A group of addiction researchers, for one, recently recommended to the Commission on Narcotic Drugs, part of the United Nations Office on Drugs and Crime, that the problem of substance use disorders—a term that refers to what most people think of as addiction—should be approached as a medical, not a legal, issue. In this vein, New York City's police department has begun to equip its officers with naloxone, a medication that can be used to save lives in the event of a heroin overdose. What have scientists discovered about addiction that led them to consider it as a disease rather than due to users' lack of willpower?
In a "roundtable" discussion convened by the Kavli Foundation, Marina Picciotto, Charles B.G. Murphy Professor of Psychiatry at Yale University in New Haven, CT, and a member of Yale's Kavli Institute for Neuroscience, put it this way: "Drugs of abuse change the brain in a significant way such that decision making is permanently, or at least on a fairly long-term basis, impaired. And therefore free will as we know it is not gone, but it is so severely modulated that someone who is not addicted has a hard time understanding that loss of volitional control."

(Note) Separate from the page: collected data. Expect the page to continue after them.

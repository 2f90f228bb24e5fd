// SPDX-FileCopyrightText: 2026 Tandem Contributors
// SPDX-License-Identifier: MIT OR Apache-2.0

//! Password hashing and bearer token material.
//!
//! Passwords are stored as Argon2id PHC strings. Bearer tokens are 32 random
//! bytes handed to the client hex-encoded; only their SHA-256 digest is
//! stored.

use argon2::password_hash::rand_core::OsRng;
use argon2::password_hash::SaltString;
use argon2::{Argon2, PasswordHash, PasswordHasher, PasswordVerifier};
use rand::RngCore;
use sha2::{Digest, Sha256};
use tandem_core::TandemError;

/// Hash a password with a fresh salt.
pub fn hash_password(password: &str) -> Result<String, TandemError> {
    let salt = SaltString::generate(&mut OsRng);
    Argon2::default()
        .hash_password(password.as_bytes(), &salt)
        .map(|hash| hash.to_string())
        .map_err(|e| TandemError::Internal(format!("password hashing failed: {e}")))
}

/// Check a password against a stored PHC string. Malformed hashes never verify.
pub fn verify_password(password: &str, stored: &str) -> bool {
    PasswordHash::new(stored)
        .map(|parsed| {
            Argon2::default()
                .verify_password(password.as_bytes(), &parsed)
                .is_ok()
        })
        .unwrap_or(false)
}

/// Generate a new opaque bearer token.
pub fn generate_token() -> String {
    let mut bytes = [0u8; 32];
    rand::thread_rng().fill_bytes(&mut bytes);
    hex::encode(bytes)
}

/// Digest under which a token is stored and looked up.
pub fn hash_token(token: &str) -> String {
    hex::encode(Sha256::digest(token.as_bytes()))
}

The stigma directed toward drug addicts is similar to the stigma that surrounds those who are obese. Research on both substance use disorders and obesity shows that the biology behind the two diseases overlaps, resulting in a change in the sensitivity of the reward systems in the brain to food and drugs of abuse. "That overlap makes a lot of sense, because these circuits did not evolve for us to take drugs," said Nora D. Volkow, Director of the National Institute on Drug Abuse (NIDA) at the National Institutes of Health in Bethesda, MD. "These circuits evolved to ensure that we eat properly. What we are seeing in addiction are drugs literally hijacking systems that took millions of years of evolution. And that's why there is no surprise that we see so many similarities in the behavioral expression of compulsive overeating and loss of control and that associated with compulsive drug taking in addicted individuals."
Currently, there are a handful of pharmacological treatments for people addicted to heroin, alcohol and nicotine. Needed are new therapies to treat not only these addictions, but also addictions to substances of abuse such as cocaine and methamphetamine. It is a lament among many addiction scientists that the pipeline for new pharmacological treatments remains all but dry. "We have a paradoxical situation in which we have identified a large number of potentially very interesting molecular targets for medication development and yet pharma is not investing," says Volkow. "So, despite the great potential to reduce the burden of disease nationally and globally, the relative investments for medication development are really embarrassingly low."
Even so, there remains reason for optimism, according to Eric J. Nestler, Director of the Friedman Brain Institute at the Icahn School of Medicine at Mount Sinai in New York City. "If you turn the clock back 50 or 60 years to a time before antidepressants were introduced, no one in the field would have expected such robust chemical treatments of depression," Nestler said during the roundtable discussion. "So even though some people are skeptical today about medicines for treating addiction, we should be very optimistic that we will see the day when effective treatments will be available."